What you are asked to do: Repeat the whole listing, keeping every word and every line intact.

Records for this task:
===============

use chrono::{DateTime, Duration, FixedOffset, SecondsFormat, Utc};
use hcl::eval::{FuncArgs, FuncDef, ParamType};
use hcl::Value;

use super::str_arg;

/// Fixed value returned by `timestamp()`. A wall clock reading would change
/// on every pass and keep dependent values from ever settling.
pub const FIXED_TIMESTAMP: &str = "2022-01-01T00:00:00Z";

pub fn create_timestamp_func() -> FuncDef {
    FuncDef::builder().build(|_: FuncArgs| Ok(Value::from(FIXED_TIMESTAMP)))
}

fn parse_timestamp(raw: &str) -> Result<DateTime<FixedOffset>, String> {
    DateTime::parse_from_rfc3339(raw).map_err(|e| format!("not a valid RFC 3339 timestamp {raw:?}: {e}"))
}

/// Translates a Terraform date layout into a chrono format string.
fn chrono_format(layout: &str) -> Result<String, String> {
    const TOKENS: [(&str, &str); 24] = [
        ("YYYY", "%Y"),
        ("YY", "%y"),
        ("MMMM", "%B"),
        ("MMM", "%b"),
        ("MM", "%m"),
        ("M", "%-m"),
        ("DD", "%d"),
        ("D", "%-d"),
        ("EEEE", "%A"),
        ("EEE", "%a"),
        ("hh", "%H"),
        ("h", "%-H"),
        ("HH", "%I"),
        ("H", "%-I"),
        ("AA", "%p"),
        ("aa", "%P"),
        ("mm", "%M"),
        ("m", "%-M"),
        ("ss", "%S"),
        ("s", "%-S"),
        ("ZZZZZ", "%:z"),
        ("ZZZZ", "%z"),
        ("ZZZ", "%Z"),
        ("Z", "Z"),
    ];

    let mut out = String::new();
    let mut rest = layout;
    'outer: while let Some(c) = rest.chars().next() {
        if c == '\'' {
            let end = rest[1..]
                .find('\'')
                .ok_or("unterminated literal in date format")?;
            let literal = &rest[1..=end];
            if literal.is_empty() {
                out.push('\'');
            } else {
                out.push_str(&literal.replace('%', "%%"));
            }
            rest = &rest[end + 2..];
            continue;
        }
        if c.is_ascii_alphabetic() {
            for (token, replacement) in TOKENS {
                if rest.starts_with(token) {
                    out.push_str(replacement);
                    rest = &rest[token.len()..];
                    continue 'outer;
                }
            }
            return Err(format!("unsupported date format token starting at {rest:?}"));
        }
        if c == '%' {
            out.push_str("%%");
        } else {
            out.push(c);
        }
        rest = &rest[c.len_utf8()..];
    }
    Ok(out)
}

pub fn create_formatdate_func() -> FuncDef {
    FuncDef::builder()
        .param(ParamType::String)
        .param(ParamType::String)
        .build(|args: FuncArgs| {
            let format = chrono_format(str_arg(&args, 0)?)?;
            let dt = parse_timestamp(str_arg(&args, 1)?)?;
            // a zero offset names its zone "UTC"
            let formatted = if dt.offset().local_minus_utc() == 0 {
                dt.with_timezone(&Utc).format(&format).to_string()
            } else {
                dt.format(&format).to_string()
            };
            Ok(Value::from(formatted))
        })
}

/// Parses durations such as `1h30m`, `-10s` or `1.5h`.
fn parse_duration(raw: &str) -> Result<Duration, String> {
    let invalid = || format!("invalid duration {raw:?}");
    let (negative, mut rest) = match raw.strip_prefix('-') {
        Some(rest) => (true, rest),
        None => (false, raw.strip_prefix('+').unwrap_or(raw)),
    };
    if rest.is_empty() {
        return Err(invalid());
    }
    let mut nanos = 0f64;
    while !rest.is_empty() {
        let split = rest
            .find(|c: char| !(c.is_ascii_digit() || c == '.'))
            .ok_or_else(invalid)?;
        let amount: f64 = rest[..split].parse().map_err(|_| invalid())?;
        rest = &rest[split..];
        let unit_len = rest
            .find(|c: char| c.is_ascii_digit() || c == '.')
            .unwrap_or(rest.len());
        let scale = match &rest[..unit_len] {
            "h" => 3.6e12,
            "m" => 6e10,
            "s" => 1e9,
            "ms" => 1e6,
            "us" | "µs" => 1e3,
            "ns" => 1.0,
            _ => return Err(invalid()),
        };
        nanos += amount * scale;
        rest = &rest[unit_len..];
    }
    let nanos = if negative { -nanos } else { nanos };
    Ok(Duration::nanoseconds(nanos as i64))
}

pub fn create_timeadd_func() -> FuncDef {
    FuncDef::builder()
        .param(ParamType::String)
        .param(ParamType::String)
        .build(|args: FuncArgs| {
            let dt = parse_timestamp(str_arg(&args, 0)?)?.with_timezone(&Utc);
            let later = dt + parse_duration(str_arg(&args, 1)?)?;
            Ok(Value::from(later.to_rfc3339_opts(SecondsFormat::AutoSi, true)))
        })
}

/// Compare two timestamps returning -1, 0, or 1
pub fn create_timecmp_func() -> FuncDef {
    FuncDef::builder()
        .param(ParamType::String)
        .param(ParamType::String)
        .build(|args: FuncArgs| {
            let a = parse_timestamp(str_arg(&args, 0)?)?;
            let b = parse_timestamp(str_arg(&args, 1)?)?;
            Ok(Value::from(a.cmp(&b) as i64))
        })
}

#[cfg(test)]
mod tests {
    use super::super::tests::eval;
    use super::*;

    #[test]
    fn test_timestamp_function() {
        let first = eval("timestamp()").unwrap();
        assert_eq!(first, eval("timestamp()").unwrap());
        assert!(DateTime::parse_from_rfc3339(first.as_str().unwrap()).is_ok());
    }

    #[test]
    fn test_formatdate_function() {
        assert_eq!(
            eval("formatdate(\"DD MMM YYYY hh:mm ZZZ\", \"2018-01-02T23:12:01Z\")").unwrap(),
            Value::from("02 Jan 2018 23:12 UTC")
        );
        assert_eq!(
            eval("formatdate(\"EEEE, MMMM D, YYYY\", \"2018-01-02T23:12:01Z\")").unwrap(),
            Value::from("Tuesday, January 2, 2018")
        );
        assert_eq!(
            eval("formatdate(\"h:mm'%'aa\", \"2018-01-02T09:05:01Z\")").unwrap(),
            Value::from("9:05%am")
        );
        assert!(eval("formatdate(\"YYYY\", \"invalid\")").is_err());
        assert!(eval("formatdate(\"Q\", \"2018-01-02T23:12:01Z\")").is_err());
    }

    #[test]
    fn test_timeadd_function() {
        assert_eq!(
            eval("timeadd(\"2017-11-22T00:00:00Z\", \"10m\")").unwrap(),
            Value::from("2017-11-22T00:10:00Z")
        );
        assert_eq!(
            eval("timeadd(\"2017-11-22T00:00:00Z\", \"-1h30m\")").unwrap(),
            Value::from("2017-11-21T22:30:00Z")
        );
        assert!(eval("timeadd(\"2017-11-22T00:00:00Z\", \"10x\")").is_err());
        assert!(eval("timeadd(\"2017-11-22T00:00:00Z\", \"\")").is_err());
    }

    #[test]
    fn test_timecmp_function() {
        assert_eq!(
            eval("timecmp(\"2020-01-01T00:00:00Z\", \"2020-01-02T00:00:00Z\")").unwrap(),
            Value::from(-1)
        );
        assert_eq!(
            eval("timecmp(\"2020-01-01T01:00:00+01:00\", \"2020-01-01T00:00:00Z\")").unwrap(),
            Value::from(0)
        );
    }
}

===============

Response area:
use chrono::{DateTime, Duration, FixedOffset, SecondsFormat, Utc};
use hcl::eval::{FuncArgs, FuncDef, ParamType};
use hcl::Value;

use super::str_arg;

/// Fixed value returned by `timestamp()`. A wall clock reading would change
/// on every pass and keep dependent values from ever settling.
pub const FIXED_TIMESTAMP: &str = "2022-01-01T00:00:00Z";

pub fn create_timestamp_func() -> FuncDef {
    FuncDef::builder().build(|_: FuncArgs| Ok(Value::from(FIXED_TIMESTAMP)))
}

fn parse_timestamp(raw: &str) -> Result<DateTime<FixedOffset>, String> {
    DateTime::parse_from_rfc3339(raw).map_err(|e| format!("not a valid RFC 3339 timestamp {raw:?}: {e}"))
}

/// Translates a Terraform date layout into a chrono format string.
fn chrono_format(layout: &str) -> Result<String, String> {
    const TOKENS: [(&str, &str); 24] = [
        ("YYYY", "%Y"),
        ("YY", "%y"),
        ("MMMM", "%B"),
        ("MMM", "%b"),
        ("MM", "%m"),
        ("M", "%-m"),
        ("DD", "%d"),
        ("D", "%-d"),
        ("EEEE", "%A"),
        ("EEE", "%a"),
        ("hh", "%H"),
        ("h", "%-H"),
        ("HH", "%I"),
        ("H", "%-I"),
        ("AA", "%p"),
        ("aa", "%P"),
        ("mm", "%M"),
        ("m", "%-M"),
        ("ss", "%S"),
        ("s", "%-S"),
        ("ZZZZZ", "%:z"),
        ("ZZZZ", "%z"),
        ("ZZZ", "%Z"),
        ("Z", "Z"),
    ];

    let mut out = String::new();
    let mut rest = layout;
    'outer: while let Some(c) = rest.chars().next() {
        if c == '\'' {
            let end = rest[1..]
                .find('\'')
                .ok_or("unterminated literal in date format")?;
            let literal = &rest[1..=end];
            if literal.is_empty() {
                out.push('\'');
            } else {
                out.push_str(&literal.replace('%', "%%"));
            }
            rest = &rest[end + 2..];
            continue;
        }
        if c.is_ascii_alphabetic() {
            for (token, replacement) in TOKENS {
                if rest.starts_with(token) {
                    out.push_str(replacement);
                    rest = &rest[token.len()..];
                    continue 'outer;
                }
            }
            return Err(format!("unsupported date format token starting at {rest:?}"));
        }
        if c == '%' {
            out.push_str("%%");
        } else {
            out.push(c);
        }
        rest = &rest[c.len_utf8()..];
    }
    Ok(out)
}

pub fn create_formatdate_func() -> FuncDef {
    FuncDef::builder()
        .param(ParamType::String)
        .param(ParamType::String)
        .build(|args: FuncArgs| {
            let format = chrono_format(str_arg(&args, 0)?)?;
            let dt = parse_timestamp(str_arg(&args, 1)?)?;
            // a zero offset names its zone "UTC"
            let formatted = if dt.offset().local_minus_utc() == 0 {
                dt.with_timezone(&Utc).format(&format).to_string()
            } else {
                dt.format(&format).to_string()
            };
            Ok(Value::from(formatted))
        })
}

/// Parses durations such as `1h30m`, `-10s` or `1.5h`.
fn parse_duration(raw: &str) -> Result<Duration, String> {
    let invalid = || format!("invalid duration {raw:?}");
    let (negative, mut rest) = match raw.strip_prefix('-') {
        Some(rest) => (true, rest),
        None => (false, raw.strip_prefix('+').unwrap_or(raw)),
    };
    if rest.is_empty() {
        return Err(invalid());
    }
    let mut nanos = 0f64;
    while !rest.is_empty() {
        let split = rest
            .find(|c: char| !(c.is_ascii_digit() || c == '.'))
            .ok_or_else(invalid)?;
        let amount: f64 = rest[..split].parse().map_err(|_| invalid())?;
        rest = &rest[split..];
        let unit_len = rest
            .find(|c: char| c.is_ascii_digit() || c == '.')
            .unwrap_or(rest.len());
        let scale = match &rest[..unit_len] {
            "h" => 3.6e12,
            "m" => 6e10,
            "s" => 1e9,
            "ms" => 1e6,
            "us" | "µs" => 1e3,
            "ns" => 1.0,
            _ => return Err(invalid()),
        };
        nanos += amount * scale;
        rest = &rest[unit_len..];
    }
    let nanos = if negative { -nanos } else { nanos };
    Ok(Duration::nanoseconds(nanos as i64))
}

pub fn create_timeadd_func() -> FuncDef {
    FuncDef::builder()
        .param(ParamType::String)
        .param(ParamType::String)
        .build(|args: FuncArgs| {
            let dt = parse_timestamp(str_arg(&args, 0)?)?.with_timezone(&Utc);
            let later = dt + parse_duration(str_arg(&args, 1)?)?;
            Ok(Value::from(later.to_rfc3339_opts(SecondsFormat::AutoSi, true)))
        })
}

/// Compare two timestamps returning -1, 0, or 1
pub fn create_timecmp_func() -> FuncDef {
    FuncDef::builder()
        .param(ParamType::String)
        .param(ParamType::String)
        .build(|args: FuncArgs| {
            let a = parse_timestamp(str_arg(&args, 0)?)?;
            let b = parse_timestamp(str_arg(&args, 1)?)?;
            Ok(Value::from(a.cmp(&b) as i64))
        })
}

#[cfg(test)]
mod tests {
    use super::super::tests::eval;
    use super::*;

    #[test]
    fn test_timestamp_function() {
        let first = eval("timestamp()").unwrap();
        assert_eq!(first, eval("timestamp()").unwrap());
        assert!(DateTime::parse_from_rfc3339(first.as_str().unwrap()).is_ok());
    }

    #[test]
    fn test_formatdate_function() {
        assert_eq!(
            eval("formatdate(\"DD MMM YYYY hh:mm ZZZ\", \"2018-01-02T23:12:01Z\")").unwrap(),
            Value::from("02 Jan 2018 23:12 UTC")
        );
        assert_eq!(
            eval("formatdate(\"EEEE, MMMM D, YYYY\", \"2018-01-02T23:12:01Z\")").unwrap(),
            Value::from("Tuesday, January 2, 2018")
        );
        assert_eq!(
            eval("formatdate(\"h:mm'%'aa\", \"2018-01-02T09:05:01Z\")").unwrap(),
            Value::from("9:05%am")
        );
        assert!(eval("formatdate(\"YYYY\", \"invalid\")").is_err());
        assert!(eval("formatdate(\"Q\", \"2018-01-02T23:12:01Z\")").is_err());
    }

    #[test]
    fn test_timeadd_function() {
        assert_eq!(
            eval("timeadd(\"2017-11-22T00:00:00Z\", \"10m\")").unwrap(),
            Value::from("2017-11-22T00:10:00Z")
        );
        assert_eq!(
            eval("timeadd(\"2017-11-22T00:00:00Z\", \"-1h30m\")").unwrap(),
            Value::from("2017-11-21T22:30:00Z")
        );
        assert!(eval("timeadd(\"2017-11-22T00:00:00Z\", \"10x\")").is_err());
        assert!(eval("timeadd(\"2017-11-22T00:00:00Z\", \"\")").is_err());
    }

    #[test]
    fn test_timecmp_function() {
        assert_eq!(
            eval("timecmp(\"2020-01-01T00:00:00Z\", \"2020-01-02T00:00:00Z\")").unwrap(),
            Value::from(-1)
        );
        assert_eq!(
            eval("timecmp(\"2020-01-01T01:00:00+01:00\", \"2020-01-01T00:00:00Z\")").unwrap(),
            Value::from(0)
        );
    }
}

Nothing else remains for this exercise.